Cet article est l’article complet sur le chemin de fer du Canadien Pacifique. Si vous souhaitez lire un résumé en langage simple, veuillez consulter : Chemin de fer du Canadien Pacifique (résumé en langage simple).
Terres autochtones
En 1870, la toute nouvelle nation du Canada achète la Terre de Rupert à la Compagnie de la Baie d’Hudson. Il s’agit d’un immense territoire qui s’étend vers le nord et l’ouest. Un an plus tard, la Colombie-Britannique fait son entrée dans la Confédération notamment parce qu’on lui a promis qu’un chemin de fer transcontinental la relierait au reste du Canada dans un intervalle de dix ans (voir Histoire du chemin de fer au Canada.) Pour construire le chemin de fer et encourager la colonisation le long de celui-ci, le gouvernement considère qu’il est nécessaire de supprimer le titre autochtone sur ces terres (voir Territoire autochtone). Le Canada, qui est assujetti aux modalités de la Proclamation royale, est responsable à la fois de la protection des peuples autochtones et de la préservation des droits qu’ils ont sur leurs territoires traditionnels non cédés.
Afin d’obtenir les terres requises pour la construction du chemin de fer, une série de traités, connus sous le nom de traités numérotés, sont négociés. Entre 1871 et 1877, les traités numérotés 1 à 7 sont conclus. Ils renforcent la prétention du Canada aux terres situées au nord de la frontière entre les États-Unis et le Canada. Les traités permettent la construction d’un chemin de fer national et ouvrent les terres des Territoires du Nord-Ouest à la colonisation agricole.

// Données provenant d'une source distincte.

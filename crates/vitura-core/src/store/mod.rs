//! Client-side entity stores.
//!
//! Each store caches one remote collection and reconciles fetch/create
//! results into a snapshot:
//!
//! ```text
//!            fetch_all()              ok: replace snapshot
//!  Empty ───────────────► Loading ─────────────────────► Ready
//!  Ready ───────────────►    │
//!  Failed ──────────────►    └──── err: keep snapshot ──► Failed
//!
//!  create(): status untouched; ok appends, err leaves snapshot as is
//! ```
//!
//! Concurrent fetches are not deduplicated. Whichever response resolves last
//! determines the final snapshot, and a fetch may drop a record appended by a
//! create that resolved before it.

mod context;

pub use context::*;

use std::collections::HashSet;
use std::sync::Arc;

use tokio::sync::watch;

use crate::client::{CollectionClient, NetworkResult};
use crate::models::{Entity, EntityId, Patient, Prescription};

/// Lifecycle of a store's snapshot.
#[derive(Debug, Clone, Copy, PartialEq, Eq)]
pub enum StoreStatus {
    /// Nothing fetched yet
    Empty,
    /// A fetch-all is in flight
    Loading,
    /// Last fetch-all succeeded
    Ready,
    /// Last fetch-all failed; the previous snapshot is kept
    Failed,
}

/// Everything a view needs to render one collection.
#[derive(Debug, Clone)]
pub struct StoreState<E> {
    pub status: StoreStatus,
    /// Ordered records, shared with readers without copying
    pub items: Arc<Vec<E>>,
    /// Message of the most recent failed fetch, cleared on success
    pub last_error: Option<String>,
    /// Incremented on every state change
    pub revision: u64,
}

impl<E> Default for StoreState<E> {
    fn default() -> Self {
        Self {
            status: StoreStatus::Empty,
            items: Arc::new(Vec::new()),
            last_error: None,
            revision: 0,
        }
    }
}

/// Cached copy of one remote collection.
pub struct EntityStore<E: Entity> {
    client: Arc<dyn CollectionClient<E>>,
    state: watch::Sender<StoreState<E>>,
}

pub type PatientStore = EntityStore<Patient>;
pub type PrescriptionStore = EntityStore<Prescription>;

impl<E: Entity> EntityStore<E> {
    /// Create an empty store backed by `client`.
    pub fn new(client: Arc<dyn CollectionClient<E>>) -> Self {
        let (state, _) = watch::channel(StoreState::default());
        Self { client, state }
    }

    /// Current records.
    pub fn snapshot(&self) -> Arc<Vec<E>> {
        Arc::clone(&self.state.borrow().items)
    }

    pub fn status(&self) -> StoreStatus {
        self.state.borrow().status
    }

    pub fn last_error(&self) -> Option<String> {
        self.state.borrow().last_error.clone()
    }

    /// Full state (status, items, error, revision) at this instant.
    pub fn state(&self) -> StoreState<E> {
        self.state.borrow().clone()
    }

    /// Receiver notified on every state change.
    pub fn subscribe(&self) -> watch::Receiver<StoreState<E>> {
        self.state.subscribe()
    }

    /// Look up a record in the current snapshot.
    pub fn find(&self, id: EntityId) -> Option<E> {
        self.state.borrow().items.iter().find(|e| e.id() == id).cloned()
    }

    /// Replace the snapshot with the server's collection.
    ///
    /// On failure the status becomes `Failed`, the previous snapshot is kept
    /// and the error is returned.
    pub async fn fetch_all(&self) -> NetworkResult<Arc<Vec<E>>> {
        self.state.send_modify(|s| {
            s.status = StoreStatus::Loading;
            s.revision += 1;
        });
        tracing::debug!("Fetching {}", E::RESOURCE);

        match self.client.fetch_all().await {
            Ok(items) => {
                warn_on_duplicate_ids(&items);
                tracing::info!("Fetched {} {}", items.len(), E::RESOURCE);
                let items = Arc::new(items);
                self.state.send_modify(|s| {
                    s.status = StoreStatus::Ready;
                    s.items = Arc::clone(&items);
                    s.last_error = None;
                    s.revision += 1;
                });
                Ok(items)
            }
            Err(e) => {
                tracing::warn!("Fetching {} failed: {}", E::RESOURCE, e);
                self.state.send_modify(|s| {
                    s.status = StoreStatus::Failed;
                    s.last_error = Some(e.to_string());
                    s.revision += 1;
                });
                Err(e)
            }
        }
    }

    /// Create a record remotely and append the server's copy.
    ///
    /// The status is left alone. Errors are returned for the caller to show.
    pub async fn create(&self, draft: &E::Draft) -> NetworkResult<E> {
        tracing::debug!("Creating {}: {:?}", E::RESOURCE, draft);

        let created = self.client.create(draft).await.map_err(|e| {
            tracing::warn!("Creating {} failed: {}", E::RESOURCE, e);
            e
        })?;

        self.state.send_modify(|s| {
            if s.items.iter().any(|e| e.id() == created.id()) {
                tracing::warn!("{} already holds id {}", E::RESOURCE, created.id());
            }
            Arc::make_mut(&mut s.items).push(created.clone());
            s.revision += 1;
        });
        tracing::info!("Created {} {}", E::RESOURCE, created.id());
        Ok(created)
    }
}

fn warn_on_duplicate_ids<E: Entity>(items: &[E]) {
    let mut seen = HashSet::with_capacity(items.len());
    for item in items {
        if !seen.insert(item.id()) {
            tracing::warn!("Server returned duplicate {} id {}", E::RESOURCE, item.id());
        }
    }
}

impl PrescriptionStore {
    /// Prescriptions of one patient from the current snapshot.
    pub fn for_patient(&self, patient_id: EntityId) -> Vec<Prescription> {
        self.state
            .borrow()
            .items
            .iter()
            .filter(|p| p.patient_id == patient_id)
            .cloned()
            .collect()
    }
}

Les négociateurs du gouvernement font diverses promesses aux peuples des Premières Nations en échange de leur territoire traditionnel. Ces promesses, présentées verbalement et par écrit dans le texte des traités, concernent notamment l’octroi de droits spéciaux relativement aux terres visées par les traités, le versement de paiements en espèces et la distribution d’outils de chasse et de pêche, et de fournitures agricoles. Les modalités des traités soulèvent la controverse et donnent lieu à des contestations. Encore aujourd’hui, les répercussions socioéconomiques et juridiques des traités numérotés se font ressentir au sein des communautés autochtones.
Un impératif national
La compétition pour l’obtention du contrat fort lucratif de construction du chemin de fer transcontinental est féroce. C’est finalement Sir Hugh Allan , magnat du transport maritime et promoteur du chemin de fer, qui l’obtient en 1872. Toutefois, Sir Hugh Allan fait également don de près de 350 000 $ à la campagne électorale du Parti conservateur. Lorsque l’affaire est dévoilée au public, en 1873, le gouvernement de sir John A. Macdonald est obligé de démissionner (voir Scandale du Pacifique).

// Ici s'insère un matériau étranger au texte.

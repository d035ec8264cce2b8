//! Domain models for the clinic data-sync layer.

mod entity;
mod patient;
mod prescription;

pub use entity::*;
pub use patient::*;
pub use prescription::*;
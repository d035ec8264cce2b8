//! Prescription models.

use chrono::NaiveDate;
use serde::{Deserialize, Serialize};

use super::{Entity, EntityId, Resource};

/// A prescription issued to a patient.
///
/// `patient_id` is not checked against the patients collection; a dangling
/// reference is rendered with a placeholder label instead.
#[derive(Debug, Clone, Serialize, Deserialize, PartialEq, Eq)]
#[serde(rename_all = "camelCase")]
pub struct Prescription {
    /// Server-assigned ID
    pub id: EntityId,
    /// Patient this prescription belongs to
    pub patient_id: EntityId,
    /// Drug name as entered
    pub drug_name: String,
    /// Free-form dosage instruction (e.g. "500mg twice daily")
    pub dosage: String,
    /// Date the prescription was written
    pub date_prescribed: NaiveDate,
}

/// Create payload for a prescription.
#[derive(Debug, Clone, Serialize, Deserialize, PartialEq, Eq)]
#[serde(rename_all = "camelCase")]
pub struct NewPrescription {
    pub patient_id: EntityId,
    pub drug_name: String,
    pub dosage: String,
    pub date_prescribed: NaiveDate,
}

impl NewPrescription {
    /// Attach the server-assigned ID.
    pub fn with_id(self, id: EntityId) -> Prescription {
        Prescription {
            id,
            patient_id: self.patient_id,
            drug_name: self.drug_name,
            dosage: self.dosage,
            date_prescribed: self.date_prescribed,
        }
    }
}

/// Partial update for a prescription.
#[derive(Debug, Clone, Default, Serialize, Deserialize, PartialEq, Eq)]
#[serde(rename_all = "camelCase")]
pub struct PrescriptionPatch {
    #[serde(skip_serializing_if = "Option::is_none")]
    pub patient_id: Option<EntityId>,
    #[serde(skip_serializing_if = "Option::is_none")]
    pub drug_name: Option<String>,
    #[serde(skip_serializing_if = "Option::is_none")]
    pub dosage: Option<String>,
    #[serde(skip_serializing_if = "Option::is_none")]
    pub date_prescribed: Option<NaiveDate>,
}

impl Entity for Prescription {
    type Draft = NewPrescription;
    type Patch = PrescriptionPatch;

    const RESOURCE: Resource = Resource::Prescriptions;

    fn id(&self) -> EntityId {
        self.id
    }
}

#[cfg(test)]
mod tests {
    use super::*;

    #[test]
    fn test_parse_server_record() {
        let raw = r#"{
            "id": 1001,
            "patientId": 1,
            "drugName": "Amoxicillin",
            "dosage": "500mg",
            "datePrescribed": "2024-12-01"
        }"#;
        let p: Prescription = serde_json::from_str(raw).unwrap();
        assert_eq!(p.id, 1001);
        assert_eq!(p.patient_id, 1);
        assert_eq!(p.drug_name, "Amoxicillin");
        assert_eq!(p.date_prescribed, NaiveDate::from_ymd_opt(2024, 12, 1).unwrap());
    }

    #[test]
    fn test_draft_has_no_id() {
        let draft = NewPrescription {
            patient_id: 2,
            drug_name: "Ibuprofen".into(),
            dosage: "200mg".into(),
            date_prescribed: NaiveDate::from_ymd_opt(2024, 12, 3).unwrap(),
        };
        let json = serde_json::to_value(&draft).unwrap();
        assert!(json.get("id").is_none());
        assert_eq!(json["patientId"], 2);

        let created = draft.with_id(1002);
        assert_eq!(created.id, 1002);
        assert_eq!(created.drug_name, "Ibuprofen");
    }

    #[test]
    fn test_rejects_malformed_date() {
        let raw = r#"{"id":1,"patientId":1,"drugName":"X","dosage":"1","datePrescribed":"12/01/2024"}"#;
        assert!(serde_json::from_str::<Prescription>(raw).is_err());
    }
}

John A. Macdonald revient au pouvoir en 1878 en faisant de l’achèvement du chemin de fer un point de sa Politique nationale. Le contrat de construction finit par être accordé à un groupe d’intérêts dirigé par Donald A. Smith, J. J. Hill et George Stephen. L’incorporation du CP a lieu le 16 février 1881. Les difficultés de sa construction et les délais très courts imposés garantissent à la compagnie des prestations généreuses, dont 25 millions de dollars en espèces, 25 millions d’acres (environ 10 millions d’hectares) de terres le long de la voie ferrée, 37 millions de dollars en couverture des coûts d’arpentage ainsi qu’un monopole de 20 ans sur le transport vers le sud jusqu’aux États-Unis. À cause des coûts de construction élevés, le CP recevra plus tard 22,5 millions de dollars supplémentaires sous forme de prêts, en vertu du Railway Relief Act de 1884.

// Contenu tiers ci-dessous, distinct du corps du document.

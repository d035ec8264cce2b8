//! Resource client: the network seam between stores and the REST backend.
//!
//! Stores only see [`CollectionClient`]. [`HttpResourceClient`] is the
//! reqwest implementation; tests inject in-memory clients.

mod http;

pub use http::*;

use async_trait::async_trait;
use thiserror::Error;

use crate::models::Entity;

/// Transport-level failure of a single request.
///
/// No partial data accompanies an error: a failed call returned nothing.
#[derive(Error, Debug, Clone, PartialEq, Eq)]
pub enum NetworkError {
    #[error("Request to {url} failed: {reason}")]
    Transport { url: String, reason: String },

    #[error("{url} responded with HTTP {status}")]
    Status { url: String, status: u16 },

    #[error("Malformed response body from {url}: {reason}")]
    Decode { url: String, reason: String },

    #[error("Invalid request URL: {0}")]
    InvalidUrl(String),
}

impl NetworkError {
    /// HTTP status code, if the server answered at all.
    pub fn status(&self) -> Option<u16> {
        match self {
            NetworkError::Status { status, .. } => Some(*status),
            _ => None,
        }
    }
}

pub type NetworkResult<T> = Result<T, NetworkError>;

/// List and create against one remote collection.
///
/// Every call is exactly one round trip: no retries, no caching.
#[async_trait]
pub trait CollectionClient<E: Entity>: Send + Sync {
    /// Fetch the whole collection in server order.
    async fn fetch_all(&self) -> NetworkResult<Vec<E>>;

    /// Create a record and return it as stored by the server.
    async fn create(&self, draft: &E::Draft) -> NetworkResult<E>;
}
impl From<Prescription> for FfiPrescription {
    fn from(p: Prescription) -> Self {
        Self {
            id: p.id,
            patient_id: p.patient_id,
            drug_name: p.drug_name,
            dosage: p.dosage,
            date_prescribed: p.date_prescribed.to_string(),
        }
    }
}

/// FFI-safe history row.
#[derive(Debug, Clone, PartialEq, uniffi::Record)]
pub struct FfiHistoryRow {
    pub prescription: FfiPrescription,
    pub patient_name: String,
}

impl From<HistoryRow> for FfiHistoryRow {
    fn from(row: HistoryRow) -> Self {
        Self {
            prescription: row.prescription.into(),
            patient_name: row.patient_name,
        }
    }
}

/// FFI-safe store status.
#[derive(Debug, Clone, Copy, PartialEq, Eq, uniffi::Enum)]
pub enum FfiStoreStatus {
    Empty,
    Loading,
    Ready,
    Failed,
}

impl From<StoreStatus> for FfiStoreStatus {
    fn from(status: StoreStatus) -> Self {
        match status {
            StoreStatus::Empty => FfiStoreStatus::Empty,
            StoreStatus::Loading => FfiStoreStatus::Loading,
            StoreStatus::Ready => FfiStoreStatus::Ready,
            StoreStatus::Failed => FfiStoreStatus::Failed,
        }
    }
}

/// FFI-safe submit result.
#[derive(Debug, Clone, PartialEq, uniffi::Record)]
pub struct FfiSubmitOutcome {
    /// The stored prescription, on success
    pub created: Option<FfiPrescription>,
    /// Remaining field / submit errors
    pub errors: HashMap<String, String>,
}

#[cfg(test)]
mod tests {
    use super::*;
    use async_trait::async_trait;
    use chrono::NaiveDate;

    /// Backend double holding both collections in memory.
    #[derive(Default)]
    struct MemoryBackend {
        patients: Mutex<Vec<Patient>>,
        prescriptions: Mutex<Vec<Prescription>>,
    }

    #[async_trait]
    impl CollectionClient<Patient> for MemoryBackend {
        async fn fetch_all(&self) -> NetworkResult<Vec<Patient>> {
            Ok(self.patients.lock().unwrap().clone())
        }

        async fn create(&self, draft: &NewPatient) -> NetworkResult<Patient> {
            let mut patients = self.patients.lock().unwrap();
            let patient = Patient::new(
                patients.len() as i64 + 1,
                draft.full_name.clone(),
                draft.date_of_birth,
            );
            patients.push(patient.clone());
            Ok(patient)
        }
    }

    #[async_trait]
    impl CollectionClient<Prescription> for MemoryBackend {
        async fn fetch_all(&self) -> NetworkResult<Vec<Prescription>> {
            Ok(self.prescriptions.lock().unwrap().clone())
        }

        async fn create(&self, draft: &NewPrescription) -> NetworkResult<Prescription> {
            let mut prescriptions = self.prescriptions.lock().unwrap();
            let created = draft.clone().with_id(1001 + prescriptions.len() as i64);
            prescriptions.push(created.clone());
            Ok(created)
        }
    }

    fn core() -> ClinicCore {
        let backend = MemoryBackend::default();
        backend.patients.lock().unwrap().push(Patient::new(
            1,
            "Alice Smith",
            NaiveDate::from_ymd_opt(1985, 4, 10).unwrap(),
        ));
        ClinicCore::with_context(ClinicContext::new(Arc::new(backend))).unwrap()
    }

    #[test]
    fn test_ffi_patient_conversion() {
        let ffi: FfiPatient =
            Patient::new(1, "Alice Smith", NaiveDate::from_ymd_opt(1985, 4, 10).unwrap()).into();
        assert_eq!(ffi.date_of_birth, "1985-04-10");
        assert_eq!(ffi.initials, "AS");
    }

    #[test]
    fn test_submit_through_facade() {
        let core = core();
        assert_eq!(core.patients_status(), FfiStoreStatus::Empty);

        let patients = core.refresh_patients().unwrap();
        assert_eq!(patients.len(), 1);
        assert_eq!(core.patients_status(), FfiStoreStatus::Ready);

        let outcome = core.submit_prescription().unwrap();
        assert!(outcome.created.is_none());
        assert_eq!(outcome.errors.len(), 3);

        core.select_patient(Some(1)).unwrap();
        core.set_drug_name("Amoxicillin".into()).unwrap();
        core.set_dosage("500mg".into()).unwrap();
        let outcome = core.submit_prescription().unwrap();

        let created = outcome.created.unwrap();
        assert_eq!(created.id, 1001);
        assert!(outcome.errors.is_empty());
        assert!(core.success_visible().unwrap());
        assert_eq!(
            core.success_message().unwrap().as_deref(),
            Some(forms::SUCCESS_MESSAGE)
        );

        let history = core.prescription_history(String::new(), false);
        assert_eq!(history.len(), 1);
        assert_eq!(history[0].patient_name, "Alice Smith");
    }

    #[test]
    fn test_core_lives_on_plain_thread() {
        let handle = std::thread::spawn(|| {
            let core = core();
            let patients = core.refresh_patients().unwrap();
            drop(core);
            patients.len()
        });
        assert_eq!(handle.join().unwrap(), 1);
    }

    #[test]
    fn test_select_unknown_patient() {
        let core = core();
        let err = core.select_patient(Some(42)).unwrap_err();
        assert!(matches!(err, VituraError::NotFound(_)));
        core.select_patient(None).unwrap();
    }
}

Ces mesures font à l’époque l’objet de vives dénonciations de la part d’intérêts concurrents et restent litigieuses lors du développement des Prairies (voir Histoire de la colonisation des Prairies canadiennes). Néanmoins, l’expansion américaine vers l’ouest incite John A. Macdonald et ses conservateurs à faire de l’achèvement du chemin de fer un impératif national.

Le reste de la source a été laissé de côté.